__REQUIRED WORK__. Write out all the entries below without any change.

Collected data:

------------------------

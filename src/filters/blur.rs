use crate::error::ImageError;
use crate::math::matrix::PixelMatrix;

/// Window side used when a caption asks for a blur without a level.
pub const DEFAULT_BLUR_LEVEL: usize = 16;

pub struct BoxBlur;

impl BoxBlur {
    /// Averages every `level × level` window that fits fully inside the
    /// matrix. Border cells that cannot host a whole window are dropped, so the
    /// result is `(rows - level + 1) × (cols - level + 1)`.
    ///
    /// Each output cell is `floor(window_sum / level²)`.
    pub fn apply(matrix: &PixelMatrix, level: usize) -> Result<PixelMatrix, ImageError> {
        let (height, width) = matrix.shape();
        if level == 0 || level > height || level > width {
            return Err(ImageError::InvalidParameter(format!(
                "blur level {} does not fit a {}x{} image", level, height, width
            )));
        }

        let filter_sum = (level * level) as f64;
        let data = matrix.row_slices();

        // Column sums over the current vertical band keep each step O(level).
        let mut result = Vec::with_capacity(height - level + 1);
        for i in 0..=height - level {
            let band: Vec<f64> = (0..width)
                .map(|j| data[i..i + level].iter().map(|row| row[j]).sum())
                .collect();

            let row_result = (0..=width - level)
                .map(|j| {
                    let sum: f64 = band[j..j + level].iter().sum();
                    (sum / filter_sum).floor()
                })
                .collect();
            result.push(row_result);
        }

        PixelMatrix::from_rows(result)
    }
}
/// polybot
///
/// A chat bot that applies grayscale filters to photos. The messaging
/// platform pushes updates to a webhook served by a synchronous tiny_http
/// server; replies go out through the Bot API.
///
/// Run with:
///   TELEGRAM_TOKEN=... TELEGRAM_APP_URL=https://your.host cargo run --release
///
/// TLS is expected to be terminated by a reverse proxy in front of the
/// server.
mod routes;
mod state;
mod telegram;

use std::sync::Arc;
use std::time::Duration;

use anyhow::{Context, Result};
use clap::Parser;
use tiny_http::Server;

use polybot::dispatch::{Dispatcher, PhotoStore};
use polybot::{BotConfig, BotMode};

use state::BotState;
use telegram::TelegramClient;

#[derive(Parser, Debug)]
#[command(name = "polybot", about = "Grayscale image filter chat bot")]
struct Args {
    /// JSON config file; environment variables override its values
    #[arg(short, long)]
    config: Option<String>,

    /// Listen address, overrides config and POLYBOT_BIND
    #[arg(long)]
    bind: Option<String>,

    /// Bot behavior: echo, quote or image_processing
    #[arg(long)]
    mode: Option<BotMode>,
}

fn load_config(args: &Args) -> Result<BotConfig> {
    let mut config = match &args.config {
        Some(path) => BotConfig::load_json(path)
            .with_context(|| format!("failed to read config file {}", path))?,
        None => BotConfig::default(),
    };
    config.apply_env()?;
    if let Some(bind) = &args.bind {
        config.bind_addr = bind.clone();
    }
    if let Some(mode) = args.mode {
        config.mode = mode;
    }
    config.validate()?;
    Ok(config)
}

/// Replaces any existing webhook registration with ours.
fn register_webhook(client: &TelegramClient, config: &BotConfig) -> Result<()> {
    client.remove_webhook().context("deleteWebhook failed")?;
    std::thread::sleep(Duration::from_millis(500));
    client
        .set_webhook(&config.webhook_url(), Duration::from_secs(config.webhook_timeout_secs))
        .context("setWebhook failed")?;

    let me = client.get_me().context("getMe failed")?;
    log::info!(
        "Telegram Bot information: id={} name={} username={}",
        me.id,
        me.first_name,
        me.username.as_deref().unwrap_or("-")
    );
    Ok(())
}

fn main() -> Result<()> {
    env_logger::Builder::from_env(env_logger::Env::default().default_filter_or("info")).init();

    let args = Args::parse();
    let config = load_config(&args)?;

    std::fs::create_dir_all(&config.photos_dir)
        .with_context(|| format!("failed to create {}", config.photos_dir.display()))?;

    let client = TelegramClient::new(&config.token, Duration::from_secs(config.request_timeout_secs))?;
    register_webhook(&client, &config)?;

    let server = Server::http(&config.bind_addr)
        .map_err(|e| anyhow::anyhow!("failed to bind {}: {}", config.bind_addr, e))?;

    let shared_state = Arc::new(BotState {
        dispatcher: Dispatcher::new(
            client,
            PhotoStore::new(config.photos_dir.clone()),
            config.dispatch_settings(),
        ),
        webhook_path: config.webhook_path(),
    });

    println!("╔══════════════════════════════════════════════╗");
    println!("║          polybot                             ║");
    println!("╠══════════════════════════════════════════════╣");
    println!("║  Listening on {:<31}║", config.bind_addr);
    println!("║  Mode: {:<38}║", format!("{:?}", config.mode));
    println!("╚══════════════════════════════════════════════╝");

    // Each request runs on its own thread; the dispatcher serializes
    // messages per chat.
    for request in server.incoming_requests() {
        let state_clone = shared_state.clone();
        std::thread::spawn(move || {
            routes::dispatch(request, state_clone);
        });
    }

    Ok(())
}
use thiserror::Error;

/// Failures raised by the transformation engine.
#[derive(Error, Debug, Clone, PartialEq)]
pub enum ImageError {
    /// Malformed, empty or non-rectangular pixel input.
    #[error("decode error: {0}")]
    Decode(String),
    #[error("encode error: {0}")]
    Encode(String),
    /// A filter parameter does not fit the current matrix dimensions.
    #[error("invalid parameter: {0}")]
    InvalidParameter(String),
    #[error("dimension mismatch: {axis} differs ({left} vs {right})")]
    DimensionMismatch {
        axis: &'static str,
        left: usize,
        right: usize,
    },
}

/// Failures raised while handling one inbound message.
#[derive(Error, Debug)]
pub enum DispatchError {
    #[error(transparent)]
    Image(#[from] ImageError),
    #[error("transport error: {0}")]
    Transport(String),
    #[error("storage error: {0}")]
    Storage(#[from] std::io::Error),
}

------------------------

__EXPECTED ANSWER__.
filename src/filters/blur.rs
use crate::error::ImageError;
use crate::math::matrix::PixelMatrix;

/// Window side used when a caption asks for a blur without a level.
pub const DEFAULT_BLUR_LEVEL: usize = 16;

pub struct BoxBlur;

impl BoxBlur {
    /// Averages every `level × level` window that fits fully inside the
    /// matrix. Border cells that cannot host a whole window are dropped, so the
    /// result is `(rows - level + 1) × (cols - level + 1)`.
    ///
    /// Each output cell is `floor(window_sum / level²)`.
    pub fn apply(matrix: &PixelMatrix, level: usize) -> Result<PixelMatrix, ImageError> {
        let (height, width) = matrix.shape();
        if level == 0 || level > height || level > width {
            return Err(ImageError::InvalidParameter(format!(
                "blur level {} does not fit a {}x{} image", level, height, width
            )));
        }

        let filter_sum = (level * level) as f64;
        let data = matrix.row_slices();

        // Column sums over the current vertical band keep each step O(level).
        let mut result = Vec::with_capacity(height - level + 1);
        for i in 0..=height - level {
            let band: Vec<f64> = (0..width)
                .map(|j| data[i..i + level].iter().map(|row| row[j]).sum())
                .collect();

            let row_result = (0..=width - level)
                .map(|j| {
                    let sum: f64 = band[j..j + level].iter().sum();
                    (sum / filter_sum).floor()
                })
                .collect();
            result.push(row_result);
        }

        PixelMatrix::from_rows(result)
    }
}
/// polybot
///
/// A chat bot that applies grayscale filters to photos. The messaging
/// platform pushes updates to a webhook served by a synchronous tiny_http
/// server; replies go out through the Bot API.
///
/// Run with:
///   TELEGRAM_TOKEN=... TELEGRAM_APP_URL=https://your.host cargo run --release
///
/// TLS is expected to be terminated by a reverse proxy in front of the
/// server.
mod routes;
mod state;
mod telegram;

use std::sync::Arc;
use std::time::Duration;

use anyhow::{Context, Result};
use clap::Parser;
use tiny_http::Server;

use polybot::dispatch::{Dispatcher, PhotoStore};
use polybot::{BotConfig, BotMode};

use state::BotState;
use telegram::TelegramClient;

#[derive(Parser, Debug)]
#[command(name = "polybot", about = "Grayscale image filter chat bot")]
struct Args {
    /// JSON config file; environment variables override its values
    #[arg(short, long)]
    config: Option<String>,

    /// Listen address, overrides config and POLYBOT_BIND
    #[arg(long)]
    bind: Option<String>,

    /// Bot behavior: echo, quote or image_processing
    #[arg(long)]
    mode: Option<BotMode>,
}

fn load_config(args: &Args) -> Result<BotConfig> {
    let mut config = match &args.config {
        Some(path) => BotConfig::load_json(path)
            .with_context(|| format!("failed to read config file {}", path))?,
        None => BotConfig::default(),
    };
    config.apply_env()?;
    if let Some(bind) = &args.bind {
        config.bind_addr = bind.clone();
    }
    if let Some(mode) = args.mode {
        config.mode = mode;
    }
    config.validate()?;
    Ok(config)
}

/// Replaces any existing webhook registration with ours.
fn register_webhook(client: &TelegramClient, config: &BotConfig) -> Result<()> {
    client.remove_webhook().context("deleteWebhook failed")?;
    std::thread::sleep(Duration::from_millis(500));
    client
        .set_webhook(&config.webhook_url(), Duration::from_secs(config.webhook_timeout_secs))
        .context("setWebhook failed")?;

    let me = client.get_me().context("getMe failed")?;
    log::info!(
        "Telegram Bot information: id={} name={} username={}",
        me.id,
        me.first_name,
        me.username.as_deref().unwrap_or("-")
    );
    Ok(())
}

fn main() -> Result<()> {
    env_logger::Builder::from_env(env_logger::Env::default().default_filter_or("info")).init();

    let args = Args::parse();
    let config = load_config(&args)?;

    std::fs::create_dir_all(&config.photos_dir)
        .with_context(|| format!("failed to create {}", config.photos_dir.display()))?;

    let client = TelegramClient::new(&config.token, Duration::from_secs(config.request_timeout_secs))?;
    register_webhook(&client, &config)?;

    let server = Server::http(&config.bind_addr)
        .map_err(|e| anyhow::anyhow!("failed to bind {}: {}", config.bind_addr, e))?;

    let shared_state = Arc::new(BotState {
        dispatcher: Dispatcher::new(
            client,
            PhotoStore::new(config.photos_dir.clone()),
            config.dispatch_settings(),
        ),
        webhook_path: config.webhook_path(),
    });

    println!("╔══════════════════════════════════════════════╗");
    println!("║          polybot                             ║");
    println!("╠══════════════════════════════════════════════╣");
    println!("║  Listening on {:<31}║", config.bind_addr);
    println!("║  Mode: {:<38}║", format!("{:?}", config.mode));
    println!("╚══════════════════════════════════════════════╝");

    // Each request runs on its own thread; the dispatcher serializes
    // messages per chat.
    for request in server.incoming_requests() {
        let state_clone = shared_state.clone();
        std::thread::spawn(move || {
            routes::dispatch(request, state_clone);
        });
    }

    Ok(())
}
use thiserror::Error;

/// Failures raised by the transformation engine.
#[derive(Error, Debug, Clone, PartialEq)]
pub enum ImageError {
    /// Malformed, empty or non-rectangular pixel input.
    #[error("decode error: {0}")]
    Decode(String),
    #[error("encode error: {0}")]
    Encode(String),
    /// A filter parameter does not fit the current matrix dimensions.
    #[error("invalid parameter: {0}")]
    InvalidParameter(String),
    #[error("dimension mismatch: {axis} differs ({left} vs {right})")]
    DimensionMismatch {
        axis: &'static str,
        left: usize,
        right: usize,
    },
}

/// Failures raised while handling one inbound message.
#[derive(Error, Debug)]
pub enum DispatchError {
    #[error(transparent)]
    Image(#[from] ImageError),
    #[error("transport error: {0}")]
    Transport(String),
    #[error("storage error: {0}")]
    Storage(#[from] std::io::Error),
}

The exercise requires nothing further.